Xi Jinping e Kim Jong Un se encontram em Pyongyang para reforçar aliança

O presidente chinês Xi Jinping se reuniu com o líder norte-coreano Kim Jong Un em Pyongyang, onde ambos reforçaram a parceria estratégica e a amizade histórica entre os países. Os líderes prometeram aprofundar a coordenação política e ideológica em meio ao aumento da presença militar dos EUA na Ásia.
Xi Jinping e Kim Jong Un se encontram em Pyongyang para reforçar aliança

Xi Jinping e Kim Jong Un se encontram em Pyongyang para reforçar aliança A foto oficial em Pyongyang mostra sorrisos, tapete vermelho e bandeiras ao vento. Por trás da coreografia, porém, está uma disputa de narrativa sobre o que realmente significa a reaproximação entre Xi Jinping e Kim Jong Un.

De um lado, os veículos alinhados a governos de esquerda no Brasil vendem o encontro como marco positivo de uma “nova etapa” da parceria sino-coreana. A visita de dois dias é descrita como “um dos movimentos diplomáticos mais relevantes do ano na Ásia”, reforçando “a profundidade histórica da relação entre Pequim e Pyongyang” e a disposição de Pequim em não abandonar o aliado diante das “pressões lideradas por Washington”. Outro texto ressalta que os dois líderes “reforçaram em Pyongyang a aliança estratégica”, destacando “a amizade histórica”, a “memória revolucionária comum” e o peso disso “para o fortalecimento do socialismo”.

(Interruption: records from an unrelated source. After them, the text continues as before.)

//! Property-based tests for the mutation engine and view pipeline.
//!
//! Uses proptest to verify:
//! 1. `transition` never modifies its input state.
//! 2. Toggling the same task twice restores its completion flag.
//! 3. After `DeleteTag`, no task references the deleted tag.
//! 4. `derive_view` is deterministic and only returns accepted tasks.
//! 5. A reorder intent keeps every task and leaves positions dense.

use std::collections::BTreeSet;

use chrono::{DateTime, Duration, TimeZone, Utc};
use proptest::prelude::*;
use taskdeck::tasks::{Intent, transition};
use taskdeck::view::{SortKey, StatusFilter, ViewQuery, build_reorder_intent, derive_view};
use taskdeck_model::{Priority, Tag, TagId, Task, TaskId, TasksState};

const TAG_IDS: [&str; 4] = ["1", "2", "3", "4"];

fn base_time() -> DateTime<Utc> {
    Utc.with_ymd_and_hms(2024, 1, 1, 0, 0, 0).single().unwrap_or_default()
}

fn arb_time() -> impl Strategy<Value = DateTime<Utc>> {
    (0i64..60 * 24 * 60).prop_map(|minutes| base_time() + Duration::minutes(minutes))
}

fn arb_tags() -> impl Strategy<Value = BTreeSet<TagId>> {
    prop::collection::btree_set(prop::sample::select(TAG_IDS.to_vec()), 0..3)
        .prop_map(|ids| ids.into_iter().map(TagId::from).collect())
}

fn arb_task(index: usize) -> impl Strategy<Value = Task> {
    (
        "[a-zA-Z ]{1,12}",
        "[a-z ]{0,16}",
        arb_time(),
        any::<bool>(),
        1u8..=5,
        arb_tags(),
        arb_time(),
    )
        .prop_map(
            move |(name, description, due_date, completed, priority, tags, created_at)| Task {
                id: TaskId::from(format!("task-{index}")),
                name,
                description,
                due_date,
                completed,
                priority: Priority::from_raw(priority),
                tags,
                created_at,
                completed_at: completed.then_some(created_at),
                position: u32::try_from(index).unwrap_or(u32::MAX),
            },
        )
}

fn arb_state() -> impl Strategy<Value = TasksState> {
    (0usize..8).prop_flat_map(|len| {
        let tasks: Vec<_> = (0..len).map(arb_task).collect();
        tasks.prop_map(|tasks| TasksState {
            tasks,
            tags: TAG_IDS
                .iter()
                .map(|id| Tag {
                    id: TagId::from(*id),
                    name: format!("tag {id}"),
                    color: "#64748b".to_string(),
                })
                .collect(),
        })
    })
}

fn arb_query() -> impl Strategy<Value = ViewQuery> {
    (
        prop::option::of("[a-z]{1,2}"),
        prop::sample::select(vec![
            StatusFilter::All,
            StatusFilter::Active,
            StatusFilter::Completed,
        ]),
        prop::option::of(1u8..=5),
        prop::option::of(prop::sample::select(TAG_IDS.to_vec())),
        prop::sample::select(vec![
            SortKey::DueDate,
            SortKey::Priority,
            SortKey::Name,
            SortKey::CreatedAt,
            SortKey::Position,
        ]),
    )
        .prop_map(|(search, status, priority, tag, sort)| ViewQuery {
            search: search.unwrap_or_default(),
            status,
            priority: priority.map(Priority::from_raw),
            tag: tag.map(TagId::from),
            sort,
        })
}

fn arb_intent() -> impl Strategy<Value = Intent> {
    prop_oneof![
        (0usize..10, arb_time()).prop_map(|(i, now)| Intent::ToggleTask {
            id: TaskId::from(format!("task-{i}")),
            now,
        }),
        (0usize..10).prop_map(|i| Intent::DeleteTask(TaskId::from(format!("task-{i}")))),
        arb_task(20).prop_map(Intent::AddTask),
        arb_task(2).prop_map(Intent::EditTask),
        prop::sample::select(TAG_IDS.to_vec()).prop_map(|id| Intent::DeleteTag(TagId::from(id))),
        Just(Intent::Unknown),
    ]
}

proptest! {
    #[test]
    fn transition_never_mutates_input(state in arb_state(), intent in arb_intent()) {
        let before = state.clone();
        let _ = transition(&state, intent);
        prop_assert_eq!(state, before);
    }

    #[test]
    fn double_toggle_restores_completion(state in arb_state(), pick in 0usize..8, now in arb_time()) {
        prop_assume!(!state.tasks.is_empty());
        let id = state.tasks[pick % state.tasks.len()].id.clone();
        let intent = Intent::ToggleTask { id: id.clone(), now };
        let once = transition(&state, intent.clone());
        let twice = transition(&once, intent);

        let original = state.task(&id).map(|t| t.completed);
        prop_assert_eq!(once.task(&id).map(|t| t.completed), original.map(|c| !c));
        prop_assert_eq!(twice.task(&id).map(|t| t.completed), original);
        for task in &twice.tasks {
            prop_assert_eq!(task.completed, task.completed_at.is_some());
        }
    }

    #[test]
    fn delete_tag_leaves_no_references(state in arb_state(), tag in prop::sample::select(TAG_IDS.to_vec())) {
        let id = TagId::from(tag);
        let next = transition(&state, Intent::DeleteTag(id.clone()));
        prop_assert!(next.tag(&id).is_none());
        prop_assert!(next.tasks.iter().all(|t| !t.has_tag(&id)));
        prop_assert_eq!(next.tasks.len(), state.tasks.len());
    }

    #[test]
    fn derive_view_is_deterministic(state in arb_state(), query in arb_query()) {
        let first: Vec<&TaskId> = derive_view(&state.tasks, &query).iter().map(|t| &t.id).collect();
        let second: Vec<&TaskId> = derive_view(&state.tasks, &query).iter().map(|t| &t.id).collect();
        prop_assert_eq!(&first, &second);

        for task in derive_view(&state.tasks, &query) {
            prop_assert!(query.status.accepts(task));
            prop_assert!(query.priority.is_none_or(|p| task.priority == p));
            prop_assert!(query.tag.as_ref().is_none_or(|t| task.has_tag(t)));
        }
    }

    #[test]
    fn reorder_keeps_every_task(state in arb_state(), query in arb_query(), from in 0usize..8, to in 0usize..8) {
        let shown = derive_view(&state.tasks, &query);
        if let Some(intent) = build_reorder_intent(&state.tasks, &shown, from, to) {
            let next = transition(&state, intent);
            let mut before: Vec<&str> = state.tasks.iter().map(|t| t.id.as_str()).collect();
            let mut after: Vec<&str> = next.tasks.iter().map(|t| t.id.as_str()).collect();
            before.sort();
            after.sort();
            prop_assert_eq!(before, after);

            let positions: Vec<u32> = next.tasks.iter().map(|t| t.position).collect();
            let dense: Vec<u32> = (0..).take(next.tasks.len()).collect();
            prop_assert_eq!(positions, dense);
        }
    }
}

Do outro lado, uma leitura mais crítica, embora ainda simpática a Pequim, sublinha o cálculo geopolítico por trás da encenação. A Revista Fórum lembra que o encontro “reforçou a parceria estratégica” e a “intenção de aprofundar a cooperação política, histórica e ideológica”, mas amarra tudo à Guerra da Coreia, quando a China enviou os Voluntários do Povo para impedir a derrota do Norte diante de uma coalizão “liderada pelos Estados Unidos”. Ao destacar que o armistício nunca virou tratado de paz, o texto sugere que nada ali é apenas cerimônia: é recado para Washington e Seul.

Em comum, todas as narrativas enfatizam memória e sacrifício compartilhado: visitas à Torre da Amizade, preservação de memoriais e programas para transmitir a “tradição revolucionária” às novas gerações. A divergência está no enquadramento: gesto de solidariedade socialista contra o imperialismo — ou jogada calculada num tabuleiro asiático cada vez mais militarizado.